The strategies he uses to deal with evil deviate from the typical superhero’s or other leader’s strategies. They are humble means to a (nearly) impossible end, a desire to dwell within every human soul, to live love. This meek, super-national approach confronts (then and now) those wielding power or claiming religion is on their side.

Jesus spoke of a kingdom that would last beyond any other and that his followers would not fight for. But there Christendom got it wrong, seeing Jesus as a shield to win battles, a prayer to pray to overcome an enemy without or an uncertainty of eternity within. Christianity today often still misses the point, and instead of admitting it, people explain it, defend it. But a superhero doesn’t need to defend oneself; he or she does not need us. A superhero can take care of oneself or die saving the world.

I wonder how many people have switched off the religious speaker, detecting the prosperity lie, the suit-&-tie, the wealth that seems to claim it & fame it, and will eventually be dethroned. They hear the same message the bad guys in hiding proclaim as they deal out fear: if you oblige you’ll miss out on all that hell. 

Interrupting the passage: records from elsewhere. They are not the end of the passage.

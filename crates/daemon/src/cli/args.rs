pub use clap::Parser;

use std::path::PathBuf;
use url::Url;

#[derive(Parser, Debug)]
#[command(name = "rendezvous")]
#[command(about = "Rendezvous point for quorum-gated anonymous disclosures")]
pub struct Args {
    /// Server to talk to (defaults to localhost on the configured API port)
    #[arg(long, global = true)]
    pub remote: Option<Url>,

    /// Path to the rendezvous config directory (defaults to ~/.rendezvous)
    #[arg(long, global = true)]
    pub config_path: Option<PathBuf>,

    #[command(subcommand)]
    pub command: crate::Command,
}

But Jesus said that love drives out fear, and the only ones who should be frightened of him are those using power, religion, wealth or anything to control others, rejecting love. He will stop it as part of his sin-defeating superhero deal. Jesus isn’t inviting people into a religion or a building. And for those of us who speak about Jesus in superhero, messianic, king-like terms, sometimes we miss that, seeing Jesus for who we have made him to be instead of who he is.

Jesus never asked his followers to be like him in his all-knowing divinity, passing indisputable judgement. He asked us to love one another. If you speak about Jesus as your superhero, it may be helpful to raise the question of how he restores good and defeats evil. We pore over books and debates trying to explain the existence of evil or why injustice hasn’t been crushed, often with confusing answers, especially when they are given without any sense of dwelling in this land tinged daily with icy shadows. Jesus’ life and narrative answer questions more directly and leave people wondering, pondering.

If we had the receptive ears of Matt Murdock perhaps we would hear more snippets of stories rising from our streets. We would be attuned to the shouts of pain, hurt, and harshness around us. And amid the sharp edges of life, there would glisten a mother’s tender words, a sibling shouting protecting a bullied younger brother, a partner reaffirming beauty with soft whispers. And though the shadow-dweller continues in the opposite path, confused, once hurt and now hurting, we, dwelling in this place, following the Superhero, can see and elicit the supernatural power in rooms of everyday rundown apartments, as people hold together and love blooms.